Thomas jura estar reinventando a forma de encenar. Para isso, usa como contramodelo a luz cegante do seu passado cênico. No ano que vem, monta em Copenhague e em Nova York “Gastrointestinal prayer” (Oração gastrointestinal), um relançamento de sua estética. Em São Paulo, apresenta “Rembrandt naked and afraid” (Rembrandt nu e com medo).

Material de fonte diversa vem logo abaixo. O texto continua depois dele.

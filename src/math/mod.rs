//! Exact integer arithmetic helpers.
//!
//! This module provides the bit-width validation layer, explicit-rounding
//! division, decimal-string parsing and decimal-string formatting. Every
//! value is an arbitrary-precision integer; binary floating point is never
//! used.

mod format;
mod parse;
mod rounding;
mod validate;

pub use format::{to_fixed, to_significant, MAX_DISPLAY_PRECISION};
pub use parse::{parse_integer, parse_units};
pub use rounding::div_round;
pub use validate::{validate_amount_fits, validate_solidity_type_instance, SolidityType};
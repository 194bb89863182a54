//! Fundamental domain value types used throughout the SDK.
//!
//! This module contains the value types that model a two-token pool:
//! chain ids, addresses, currencies and tokens, exact fractions, prices
//! and currency amounts. Constructors validate their inputs, and every
//! type is immutable once built.

mod address;
mod amount;
mod chain_id;
mod currency;
mod decimals;
mod fraction;
mod price;
mod rounding;
mod token;

pub use address::{to_checksum, validate_and_parse_address};
pub use amount::{CurrencyAmount, TokenAmount};
pub use chain_id::ChainId;
pub use currency::{Currency, CurrencyLike, NativeCurrency};
pub use decimals::Decimals;
pub use fraction::Fraction;
pub use price::Price;
pub use rounding::Rounding;
pub use token::Token;
//! Per-chain deployment constants.

use alloy_primitives::{Address, B256};

use crate::domain::{ChainId, NativeCurrency};
use crate::error::{Result, SdkError};

/// Constants that locate pools on one chain.
///
/// Pool addresses are derived from `factory_address` and `init_code_hash`
/// with CREATE2; `native_currency` is the chain's gas currency, if the
/// SDK knows one.
///
/// # Validation
///
/// - The native currency, when present, must belong to `chain_id`.
#[derive(Debug, Clone, PartialEq, Eq)]
pub struct ChainConfig {
    chain_id: ChainId,
    factory_address: Address,
    init_code_hash: B256,
    native_currency: Option<NativeCurrency>,
}

impl ChainConfig {
    /// Creates a configuration with no native currency.
    #[must_use]
    pub const fn new(chain_id: ChainId, factory_address: Address, init_code_hash: B256) -> Self {
        Self {
            chain_id,
            factory_address,
            init_code_hash,
            native_currency: None,
        }
    }

    /// Attaches the chain's native currency.
    #[must_use]
    pub fn with_native_currency(mut self, native_currency: NativeCurrency) -> Self {
        self.native_currency = Some(native_currency);
        self
    }

    /// Validates all configuration invariants.
    ///
    /// # Errors
    ///
    /// Returns [`SdkError::InvalidConfiguration`] if the native currency
    /// belongs to another chain.
    pub fn validate(&self) -> Result<()> {
        if let Some(native) = &self.native_currency {
            if native.chain_id() != self.chain_id {
                return Err(SdkError::InvalidConfiguration(format!(
                    "native currency of chain {} registered under chain {}",
                    native.chain_id(),
                    self.chain_id
                )));
            }
        }
        Ok(())
    }

    /// Returns the chain id.
    #[must_use]
    pub const fn chain_id(&self) -> ChainId {
        self.chain_id
    }

    /// Returns the pair factory (CREATE2 deployer) address.
    #[must_use]
    pub const fn factory_address(&self) -> Address {
        self.factory_address
    }

    /// Returns the keccak256 hash of the pair contract's init code.
    #[must_use]
    pub const fn init_code_hash(&self) -> B256 {
        self.init_code_hash
    }

    /// Returns the native currency, if one is configured.
    #[must_use]
    pub const fn native_currency(&self) -> Option<&NativeCurrency> {
        self.native_currency.as_ref()
    }
}
//! Token decimal places.

use core::fmt;

use num_bigint::{BigInt, BigUint};
use num_traits::pow;

use crate::error::Result;
use crate::math::validate_amount_fits;

/// Number of decimal places of a token's smallest unit.
///
/// Decimals are a `uint8` on chain, so any value in `0..=255` is accepted.
/// Construction from a wider integer is validated.
///
/// # Examples
///
/// ```
/// use pairswap_sdk::domain::Decimals;
///
/// let d = Decimals::new(6).expect("fits in uint8");
/// assert_eq!(d.get(), 6);
/// assert!(Decimals::new(256).is_err());
/// ```
#[derive(Debug, Clone, Copy, PartialEq, Eq, PartialOrd, Ord, Hash, Default)]
pub struct Decimals(u8);

impl Decimals {
    /// Zero decimal places.
    pub const ZERO: Self = Self(0);

    /// Eighteen decimal places, the common ERC-20 and native-currency value.
    pub const EIGHTEEN: Self = Self(18);

    /// Creates a `Decimals` value after validating it against `uint8`.
    ///
    /// # Errors
    ///
    /// Returns [`SdkError::OutOfRange`](crate::error::SdkError::OutOfRange)
    /// if `value` exceeds 255.
    pub fn new(value: u32) -> Result<Self> {
        validate_amount_fits(&BigInt::from(value), 8)?;
        Ok(Self(value as u8))
    }

    /// Wraps a value that is already a `u8`.
    #[must_use]
    pub const fn from_u8(value: u8) -> Self {
        Self(value)
    }

    /// Returns the raw decimal count.
    #[must_use]
    pub const fn get(&self) -> u8 {
        self.0
    }

    /// Returns `10^decimals`.
    #[must_use]
    pub fn scale(&self) -> BigUint {
        pow(BigUint::from(10u32), usize::from(self.0))
    }
}

impl TryFrom<u32> for Decimals {
    type Error = crate::error::SdkError;

    fn try_from(value: u32) -> Result<Self> {
        Self::new(value)
    }
}

impl fmt::Display for Decimals {
    fn fmt(&self, f: &mut fmt::Formatter<'_>) -> fmt::Result {
        write!(f, "{}", self.0)
    }
}
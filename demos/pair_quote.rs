//! Pair quoting example (Uniswap V2 style).
//!
//! Demonstrates building two tokens, wrapping reserves in a pair, deriving
//! the pool address from the built-in chain registry, reading prices and
//! quoting swaps in both directions.
//!
//! # Run
//!
//! ```bash
//! RUST_LOG=pairswap_sdk=debug cargo run --example pair_quote
//! ```

use pairswap_sdk::config::ChainRegistry;
use pairswap_sdk::domain::{ChainId, Rounding, Token, TokenAmount};
use pairswap_sdk::pools::Pair;
use tracing_subscriber::EnvFilter;

fn main() -> Result<(), Box<dyn std::error::Error>> {
    tracing_subscriber::fmt()
        .with_env_filter(EnvFilter::from_default_env())
        .init();

    println!("=== Pair quote (x · y = k, 0.30% fee) ===\n");

    // ── 1. Define tokens ────────────────────────────────────────────────
    let dca = Token::parse(
        ChainId::MOONBEAM_TEST,
        "0x5b1869D9A4C187F2EAa108f3062412ecf0526b24",
        18,
    )?
    .with_symbol("DCA")
    .with_name("DCA Token");
    let dcb = Token::parse(
        ChainId::MOONBEAM_TEST,
        "0xCfEB869F69431e42cdB54A4F4f105C19C080A601",
        18,
    )?
    .with_symbol("DCB")
    .with_name("DCB Token");

    // ── 2. Wrap observed reserves ───────────────────────────────────────
    let pair = Pair::new(
        TokenAmount::parse_units(dcb.clone(), "250000")?,
        TokenAmount::parse_units(dca.clone(), "100000")?,
    )?;
    println!("token0:   {} ({})", pair.token0(), pair.token0().checksum_address());
    println!("token1:   {} ({})", pair.token1(), pair.token1().checksum_address());
    println!("reserve0: {}", pair.reserve0());
    println!("reserve1: {}", pair.reserve1());

    // ── 3. Locate the pool ──────────────────────────────────────────────
    let registry = ChainRegistry::default();
    let address = pair.address(&registry)?;
    let lp = pair.liquidity_token(&registry)?;
    println!("\nPool address: {}", address.to_checksum(None));
    println!("LP token:     {lp} ({} decimals)", lp.decimals());

    // ── 4. Prices ───────────────────────────────────────────────────────
    println!("\n1 {} = {}", pair.token0(), pair.token0_price()?);
    println!("1 {} = {}", pair.token1(), pair.token1_price()?);

    // ── 5. Exact-in quote ───────────────────────────────────────────────
    let input = TokenAmount::parse_units(dca.clone(), "1000")?;
    let (output, after) = pair.get_output_amount(&input)?;
    println!(
        "\nSell {input} -> receive {} {}",
        output.to_significant(8, Rounding::Down)?,
        dcb
    );
    println!("New price: 1 {} = {}", after.token0(), after.token0_price()?);

    // ── 6. Exact-out quote ──────────────────────────────────────────────
    let wanted = TokenAmount::parse_units(dcb, "1000")?;
    let (required, _) = pair.get_input_amount(&wanted)?;
    println!(
        "Buy {wanted} -> pay {} {}",
        required.to_fixed(6, Rounding::Up)?,
        dca
    );

    Ok(())
}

Baseado em um reality show em que os competidores ficam nus para sofrer agruras, promove o encontro casual, em uma rua de Nova York, entre os artistas Rembrandt, o ecavalheiro holandês, e Arthur Bispo do Rosário, o brasileiro sem-teto.

“Hoje estou sereno depois de períodos de perturbação e tentativas de suicídio”, diz, lembrando 2016, quando se atirou de uma montanha gelada na Suíça, onde morava. “Estou falido, produtores me roubaram US$ 1 milhão, mas pronto para recomeçar.” Sesc Avenida Paulista, 11/12, às 20h, e Arte Sesc, Rio de Janeiro, 12/12, às 19h.